▶ _Task objective_
Scan the records for the word "engine". Return each line where it is found.

▶ _The input_
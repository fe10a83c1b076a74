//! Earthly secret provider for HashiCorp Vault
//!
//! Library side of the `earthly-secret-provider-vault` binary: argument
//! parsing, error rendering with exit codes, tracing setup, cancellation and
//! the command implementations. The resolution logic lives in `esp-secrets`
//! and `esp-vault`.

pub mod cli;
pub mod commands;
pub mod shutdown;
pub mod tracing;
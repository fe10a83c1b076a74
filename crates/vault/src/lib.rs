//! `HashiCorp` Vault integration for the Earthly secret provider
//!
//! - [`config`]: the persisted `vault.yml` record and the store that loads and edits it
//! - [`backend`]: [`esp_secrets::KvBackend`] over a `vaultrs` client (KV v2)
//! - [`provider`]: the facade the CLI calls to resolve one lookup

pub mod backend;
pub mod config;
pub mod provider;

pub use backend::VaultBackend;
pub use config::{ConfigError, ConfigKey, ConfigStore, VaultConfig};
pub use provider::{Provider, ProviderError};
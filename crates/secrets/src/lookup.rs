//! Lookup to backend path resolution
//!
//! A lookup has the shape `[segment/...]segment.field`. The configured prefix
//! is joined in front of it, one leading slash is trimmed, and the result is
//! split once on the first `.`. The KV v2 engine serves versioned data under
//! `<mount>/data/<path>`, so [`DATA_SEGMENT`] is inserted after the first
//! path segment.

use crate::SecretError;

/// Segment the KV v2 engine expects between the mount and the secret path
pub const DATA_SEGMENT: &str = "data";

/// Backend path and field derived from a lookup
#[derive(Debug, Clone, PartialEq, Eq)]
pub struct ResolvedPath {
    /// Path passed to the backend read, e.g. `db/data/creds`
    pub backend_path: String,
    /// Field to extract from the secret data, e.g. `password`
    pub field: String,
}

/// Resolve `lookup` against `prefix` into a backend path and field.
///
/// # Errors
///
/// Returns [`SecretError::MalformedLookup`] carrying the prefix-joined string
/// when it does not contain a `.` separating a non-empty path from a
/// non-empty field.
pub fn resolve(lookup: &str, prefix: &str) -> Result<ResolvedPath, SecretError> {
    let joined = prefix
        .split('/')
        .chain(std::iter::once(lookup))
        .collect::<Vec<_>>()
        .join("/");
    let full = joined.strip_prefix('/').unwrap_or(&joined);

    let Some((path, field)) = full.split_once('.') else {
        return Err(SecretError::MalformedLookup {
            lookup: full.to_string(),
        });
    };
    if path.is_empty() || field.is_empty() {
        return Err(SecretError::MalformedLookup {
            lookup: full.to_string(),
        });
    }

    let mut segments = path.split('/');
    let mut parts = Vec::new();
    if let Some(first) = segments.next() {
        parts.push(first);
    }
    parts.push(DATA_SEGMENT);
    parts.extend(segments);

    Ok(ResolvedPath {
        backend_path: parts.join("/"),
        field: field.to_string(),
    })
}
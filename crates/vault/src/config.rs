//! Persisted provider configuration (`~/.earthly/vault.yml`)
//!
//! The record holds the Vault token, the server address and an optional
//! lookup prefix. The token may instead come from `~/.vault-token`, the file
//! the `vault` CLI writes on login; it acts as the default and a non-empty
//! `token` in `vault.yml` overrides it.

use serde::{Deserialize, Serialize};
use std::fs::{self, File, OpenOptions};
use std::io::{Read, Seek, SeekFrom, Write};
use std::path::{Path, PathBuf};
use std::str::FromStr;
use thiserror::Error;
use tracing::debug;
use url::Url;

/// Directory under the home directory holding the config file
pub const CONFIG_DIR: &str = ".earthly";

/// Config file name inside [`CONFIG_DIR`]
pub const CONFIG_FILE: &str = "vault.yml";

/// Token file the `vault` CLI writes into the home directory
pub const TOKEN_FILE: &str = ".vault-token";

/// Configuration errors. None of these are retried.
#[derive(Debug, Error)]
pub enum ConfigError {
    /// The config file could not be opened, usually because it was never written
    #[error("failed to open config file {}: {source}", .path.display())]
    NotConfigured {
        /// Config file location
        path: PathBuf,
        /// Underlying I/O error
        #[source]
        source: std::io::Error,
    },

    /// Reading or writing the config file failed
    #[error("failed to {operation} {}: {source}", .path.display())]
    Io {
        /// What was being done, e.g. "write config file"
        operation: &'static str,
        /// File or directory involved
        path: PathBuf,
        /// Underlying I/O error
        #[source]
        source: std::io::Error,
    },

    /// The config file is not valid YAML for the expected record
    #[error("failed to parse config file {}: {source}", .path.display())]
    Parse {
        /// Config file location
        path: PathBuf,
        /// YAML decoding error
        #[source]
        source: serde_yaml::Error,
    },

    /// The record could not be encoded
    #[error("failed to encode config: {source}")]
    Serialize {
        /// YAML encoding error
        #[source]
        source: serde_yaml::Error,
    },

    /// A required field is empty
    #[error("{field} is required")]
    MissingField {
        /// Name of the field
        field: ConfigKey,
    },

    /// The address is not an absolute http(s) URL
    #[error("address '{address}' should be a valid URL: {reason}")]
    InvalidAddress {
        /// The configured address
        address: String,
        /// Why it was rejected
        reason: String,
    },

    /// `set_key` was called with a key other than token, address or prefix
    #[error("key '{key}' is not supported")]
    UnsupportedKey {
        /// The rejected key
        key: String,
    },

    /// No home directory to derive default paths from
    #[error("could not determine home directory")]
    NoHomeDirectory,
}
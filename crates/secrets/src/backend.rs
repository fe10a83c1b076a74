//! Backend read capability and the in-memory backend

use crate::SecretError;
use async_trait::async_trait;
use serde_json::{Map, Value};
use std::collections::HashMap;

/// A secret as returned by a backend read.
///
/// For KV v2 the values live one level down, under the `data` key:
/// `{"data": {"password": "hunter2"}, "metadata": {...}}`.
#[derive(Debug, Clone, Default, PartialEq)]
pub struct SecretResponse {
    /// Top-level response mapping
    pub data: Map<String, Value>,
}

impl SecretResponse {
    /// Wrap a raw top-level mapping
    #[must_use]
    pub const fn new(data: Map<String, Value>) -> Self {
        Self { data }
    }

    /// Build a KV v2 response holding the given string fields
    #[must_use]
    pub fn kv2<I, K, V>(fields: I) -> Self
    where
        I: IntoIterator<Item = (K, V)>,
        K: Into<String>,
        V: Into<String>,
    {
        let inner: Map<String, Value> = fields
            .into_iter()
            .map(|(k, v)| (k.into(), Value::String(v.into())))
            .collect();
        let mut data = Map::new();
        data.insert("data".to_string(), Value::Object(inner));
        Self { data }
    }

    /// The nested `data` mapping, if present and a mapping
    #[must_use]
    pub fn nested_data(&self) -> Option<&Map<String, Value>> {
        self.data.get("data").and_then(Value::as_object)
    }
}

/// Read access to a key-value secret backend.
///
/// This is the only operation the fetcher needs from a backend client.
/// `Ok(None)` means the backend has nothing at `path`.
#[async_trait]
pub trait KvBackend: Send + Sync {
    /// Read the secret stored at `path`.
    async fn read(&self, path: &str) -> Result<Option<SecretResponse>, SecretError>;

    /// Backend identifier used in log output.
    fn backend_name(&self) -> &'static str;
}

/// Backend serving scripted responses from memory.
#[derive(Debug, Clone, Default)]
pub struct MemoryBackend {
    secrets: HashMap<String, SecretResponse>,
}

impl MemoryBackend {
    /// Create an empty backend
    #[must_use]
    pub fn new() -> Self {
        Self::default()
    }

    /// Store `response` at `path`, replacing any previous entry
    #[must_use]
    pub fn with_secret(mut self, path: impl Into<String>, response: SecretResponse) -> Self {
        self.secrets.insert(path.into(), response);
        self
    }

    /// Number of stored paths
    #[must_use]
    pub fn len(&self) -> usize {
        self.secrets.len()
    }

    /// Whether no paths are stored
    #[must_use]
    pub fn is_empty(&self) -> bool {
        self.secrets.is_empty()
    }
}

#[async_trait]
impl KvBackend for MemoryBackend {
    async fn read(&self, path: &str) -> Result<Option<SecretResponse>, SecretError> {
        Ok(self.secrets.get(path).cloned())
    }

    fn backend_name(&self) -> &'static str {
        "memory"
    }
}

---

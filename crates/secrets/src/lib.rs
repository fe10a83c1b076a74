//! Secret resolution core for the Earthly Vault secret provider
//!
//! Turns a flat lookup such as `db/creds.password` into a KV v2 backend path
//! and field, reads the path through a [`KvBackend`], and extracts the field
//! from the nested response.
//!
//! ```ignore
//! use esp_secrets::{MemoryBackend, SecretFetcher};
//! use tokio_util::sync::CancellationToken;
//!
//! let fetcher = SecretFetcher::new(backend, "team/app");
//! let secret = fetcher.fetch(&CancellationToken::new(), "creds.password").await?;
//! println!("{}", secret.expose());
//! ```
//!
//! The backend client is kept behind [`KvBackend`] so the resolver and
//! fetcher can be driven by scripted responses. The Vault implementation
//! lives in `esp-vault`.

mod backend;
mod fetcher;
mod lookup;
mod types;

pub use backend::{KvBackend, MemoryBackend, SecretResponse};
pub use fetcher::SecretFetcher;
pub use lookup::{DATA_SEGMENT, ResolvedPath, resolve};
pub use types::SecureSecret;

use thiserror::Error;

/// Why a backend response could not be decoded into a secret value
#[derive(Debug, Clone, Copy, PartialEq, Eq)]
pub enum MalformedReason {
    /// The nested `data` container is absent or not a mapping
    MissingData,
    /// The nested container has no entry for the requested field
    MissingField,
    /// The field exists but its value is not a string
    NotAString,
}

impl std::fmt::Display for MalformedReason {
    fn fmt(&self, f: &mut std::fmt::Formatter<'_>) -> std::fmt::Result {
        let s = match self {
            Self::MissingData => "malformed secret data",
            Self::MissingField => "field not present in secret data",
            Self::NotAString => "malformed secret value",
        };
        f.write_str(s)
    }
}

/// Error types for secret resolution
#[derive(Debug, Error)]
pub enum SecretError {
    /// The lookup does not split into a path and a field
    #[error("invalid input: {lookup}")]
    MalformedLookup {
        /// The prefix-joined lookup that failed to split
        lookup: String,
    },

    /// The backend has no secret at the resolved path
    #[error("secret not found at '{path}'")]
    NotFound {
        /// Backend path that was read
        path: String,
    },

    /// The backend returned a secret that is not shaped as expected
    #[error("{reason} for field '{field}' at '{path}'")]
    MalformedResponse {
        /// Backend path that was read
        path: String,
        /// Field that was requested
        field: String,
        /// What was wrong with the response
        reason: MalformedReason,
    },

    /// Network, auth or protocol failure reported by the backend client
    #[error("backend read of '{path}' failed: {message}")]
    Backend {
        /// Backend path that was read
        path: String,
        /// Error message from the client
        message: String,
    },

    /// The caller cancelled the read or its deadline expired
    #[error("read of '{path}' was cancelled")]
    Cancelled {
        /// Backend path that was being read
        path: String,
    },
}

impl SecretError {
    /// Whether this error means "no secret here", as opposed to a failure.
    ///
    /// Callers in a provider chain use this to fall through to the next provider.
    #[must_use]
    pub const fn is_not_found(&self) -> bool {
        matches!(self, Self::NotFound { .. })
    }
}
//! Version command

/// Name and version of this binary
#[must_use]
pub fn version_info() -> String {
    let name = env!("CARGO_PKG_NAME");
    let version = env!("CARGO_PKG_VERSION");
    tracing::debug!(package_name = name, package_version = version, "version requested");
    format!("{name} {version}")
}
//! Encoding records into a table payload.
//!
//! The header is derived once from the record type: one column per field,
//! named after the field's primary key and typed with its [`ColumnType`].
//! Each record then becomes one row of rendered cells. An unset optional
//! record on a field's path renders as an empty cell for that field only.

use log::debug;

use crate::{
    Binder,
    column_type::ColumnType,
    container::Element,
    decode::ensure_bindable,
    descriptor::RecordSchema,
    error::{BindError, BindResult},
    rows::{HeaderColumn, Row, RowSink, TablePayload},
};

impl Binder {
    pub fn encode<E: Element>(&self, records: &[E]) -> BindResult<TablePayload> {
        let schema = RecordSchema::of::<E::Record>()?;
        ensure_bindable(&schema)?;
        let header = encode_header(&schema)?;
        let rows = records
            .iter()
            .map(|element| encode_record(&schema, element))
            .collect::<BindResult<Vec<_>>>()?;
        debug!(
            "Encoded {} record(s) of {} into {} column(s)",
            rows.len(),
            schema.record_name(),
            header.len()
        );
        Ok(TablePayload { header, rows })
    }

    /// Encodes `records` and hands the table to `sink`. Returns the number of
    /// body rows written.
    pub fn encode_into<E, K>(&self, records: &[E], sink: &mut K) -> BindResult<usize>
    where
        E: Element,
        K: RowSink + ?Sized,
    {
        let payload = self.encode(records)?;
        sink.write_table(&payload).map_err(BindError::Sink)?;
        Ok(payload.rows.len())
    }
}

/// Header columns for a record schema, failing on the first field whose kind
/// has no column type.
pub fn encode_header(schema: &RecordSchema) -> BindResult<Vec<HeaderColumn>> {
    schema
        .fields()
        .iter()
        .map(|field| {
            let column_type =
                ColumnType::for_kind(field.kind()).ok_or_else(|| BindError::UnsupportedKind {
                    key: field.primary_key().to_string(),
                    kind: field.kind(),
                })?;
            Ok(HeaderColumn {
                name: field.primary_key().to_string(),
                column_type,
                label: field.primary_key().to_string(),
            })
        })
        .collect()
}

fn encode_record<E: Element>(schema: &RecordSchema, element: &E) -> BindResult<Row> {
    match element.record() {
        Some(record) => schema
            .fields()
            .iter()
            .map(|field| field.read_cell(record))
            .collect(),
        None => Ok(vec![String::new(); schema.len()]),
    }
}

---

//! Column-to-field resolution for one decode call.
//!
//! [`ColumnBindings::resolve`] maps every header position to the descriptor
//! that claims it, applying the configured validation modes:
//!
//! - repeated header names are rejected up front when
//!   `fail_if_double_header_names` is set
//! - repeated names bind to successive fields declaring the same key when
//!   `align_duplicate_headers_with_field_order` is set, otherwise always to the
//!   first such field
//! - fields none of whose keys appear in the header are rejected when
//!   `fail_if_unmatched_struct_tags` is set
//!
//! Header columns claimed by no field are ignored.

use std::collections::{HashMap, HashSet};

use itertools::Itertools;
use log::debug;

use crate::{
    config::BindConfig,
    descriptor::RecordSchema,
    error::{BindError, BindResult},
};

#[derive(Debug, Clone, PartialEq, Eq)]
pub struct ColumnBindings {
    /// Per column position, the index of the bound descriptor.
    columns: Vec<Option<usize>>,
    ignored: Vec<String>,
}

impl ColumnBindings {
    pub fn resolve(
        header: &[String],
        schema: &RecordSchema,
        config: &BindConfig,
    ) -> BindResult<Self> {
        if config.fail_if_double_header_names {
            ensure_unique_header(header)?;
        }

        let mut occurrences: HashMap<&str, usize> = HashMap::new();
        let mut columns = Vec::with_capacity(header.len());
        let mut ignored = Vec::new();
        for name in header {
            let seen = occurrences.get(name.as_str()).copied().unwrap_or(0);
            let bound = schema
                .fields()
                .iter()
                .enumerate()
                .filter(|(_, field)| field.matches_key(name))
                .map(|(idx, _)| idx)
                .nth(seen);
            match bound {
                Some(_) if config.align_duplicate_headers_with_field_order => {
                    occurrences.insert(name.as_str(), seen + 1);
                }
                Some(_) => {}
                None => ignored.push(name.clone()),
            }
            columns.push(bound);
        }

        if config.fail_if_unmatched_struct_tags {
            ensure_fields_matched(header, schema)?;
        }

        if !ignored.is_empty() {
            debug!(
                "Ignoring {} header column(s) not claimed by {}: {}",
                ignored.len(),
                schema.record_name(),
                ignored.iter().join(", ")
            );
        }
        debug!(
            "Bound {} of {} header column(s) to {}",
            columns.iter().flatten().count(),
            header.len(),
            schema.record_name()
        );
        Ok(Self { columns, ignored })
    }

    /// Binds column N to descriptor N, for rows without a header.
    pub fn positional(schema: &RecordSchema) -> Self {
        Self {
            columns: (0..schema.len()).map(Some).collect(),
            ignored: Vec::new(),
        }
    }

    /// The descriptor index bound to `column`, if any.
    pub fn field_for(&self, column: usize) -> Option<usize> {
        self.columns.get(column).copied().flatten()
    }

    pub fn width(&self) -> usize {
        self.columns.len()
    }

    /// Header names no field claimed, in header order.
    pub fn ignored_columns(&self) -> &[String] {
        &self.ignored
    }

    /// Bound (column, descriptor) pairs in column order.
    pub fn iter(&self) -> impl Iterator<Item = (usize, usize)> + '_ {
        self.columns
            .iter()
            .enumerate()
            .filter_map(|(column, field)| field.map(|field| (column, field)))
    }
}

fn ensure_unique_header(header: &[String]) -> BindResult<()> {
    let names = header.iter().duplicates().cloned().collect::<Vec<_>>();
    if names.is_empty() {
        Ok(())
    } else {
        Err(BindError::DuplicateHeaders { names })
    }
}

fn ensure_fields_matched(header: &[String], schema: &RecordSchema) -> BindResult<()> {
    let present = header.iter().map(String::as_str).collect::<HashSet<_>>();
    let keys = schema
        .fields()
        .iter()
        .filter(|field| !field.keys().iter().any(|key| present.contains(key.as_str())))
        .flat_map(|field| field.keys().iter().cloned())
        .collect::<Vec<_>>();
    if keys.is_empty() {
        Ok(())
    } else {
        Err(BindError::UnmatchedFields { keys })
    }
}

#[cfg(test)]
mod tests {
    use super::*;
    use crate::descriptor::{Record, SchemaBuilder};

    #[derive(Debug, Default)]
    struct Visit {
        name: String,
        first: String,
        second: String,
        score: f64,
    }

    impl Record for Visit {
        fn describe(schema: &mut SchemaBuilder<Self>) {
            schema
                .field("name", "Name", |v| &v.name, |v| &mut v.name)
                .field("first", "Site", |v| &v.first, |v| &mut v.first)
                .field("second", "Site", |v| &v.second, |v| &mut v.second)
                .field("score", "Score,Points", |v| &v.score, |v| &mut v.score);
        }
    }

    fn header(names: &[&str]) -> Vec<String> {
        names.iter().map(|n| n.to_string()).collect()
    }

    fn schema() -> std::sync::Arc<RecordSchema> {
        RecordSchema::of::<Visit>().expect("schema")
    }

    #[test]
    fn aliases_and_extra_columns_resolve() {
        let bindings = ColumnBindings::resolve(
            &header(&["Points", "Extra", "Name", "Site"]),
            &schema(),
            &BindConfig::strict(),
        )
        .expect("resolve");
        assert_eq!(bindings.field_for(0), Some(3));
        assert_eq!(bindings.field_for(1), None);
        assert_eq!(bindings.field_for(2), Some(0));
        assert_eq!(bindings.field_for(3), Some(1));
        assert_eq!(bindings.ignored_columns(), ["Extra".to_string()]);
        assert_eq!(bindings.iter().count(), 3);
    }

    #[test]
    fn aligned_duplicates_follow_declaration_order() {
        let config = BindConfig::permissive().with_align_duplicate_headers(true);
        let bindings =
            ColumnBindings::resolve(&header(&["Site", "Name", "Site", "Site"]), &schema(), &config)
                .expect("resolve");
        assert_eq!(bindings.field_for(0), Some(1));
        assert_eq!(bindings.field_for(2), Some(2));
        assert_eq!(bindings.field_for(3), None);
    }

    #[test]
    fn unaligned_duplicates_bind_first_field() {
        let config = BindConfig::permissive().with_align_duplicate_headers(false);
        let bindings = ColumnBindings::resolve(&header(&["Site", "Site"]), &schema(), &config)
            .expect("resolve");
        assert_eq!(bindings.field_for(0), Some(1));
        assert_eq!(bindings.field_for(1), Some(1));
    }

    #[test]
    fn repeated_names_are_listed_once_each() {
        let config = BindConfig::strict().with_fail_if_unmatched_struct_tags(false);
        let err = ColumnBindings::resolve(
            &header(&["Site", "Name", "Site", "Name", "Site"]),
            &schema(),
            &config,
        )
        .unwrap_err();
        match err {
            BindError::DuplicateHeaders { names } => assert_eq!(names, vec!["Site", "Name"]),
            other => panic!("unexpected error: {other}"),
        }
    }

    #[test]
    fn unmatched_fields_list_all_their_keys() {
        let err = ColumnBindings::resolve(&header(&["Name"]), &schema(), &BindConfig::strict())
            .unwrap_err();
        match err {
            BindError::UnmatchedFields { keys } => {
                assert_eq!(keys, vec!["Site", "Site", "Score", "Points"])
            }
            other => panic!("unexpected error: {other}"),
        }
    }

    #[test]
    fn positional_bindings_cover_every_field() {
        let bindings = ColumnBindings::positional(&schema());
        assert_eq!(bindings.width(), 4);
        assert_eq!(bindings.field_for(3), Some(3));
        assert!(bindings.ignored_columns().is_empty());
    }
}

▶ _Result of this exercise_
//! split once on the first `.`. The KV v2 engine serves versioned data under
/// Segment the KV v2 engine expects between the mount and the secret path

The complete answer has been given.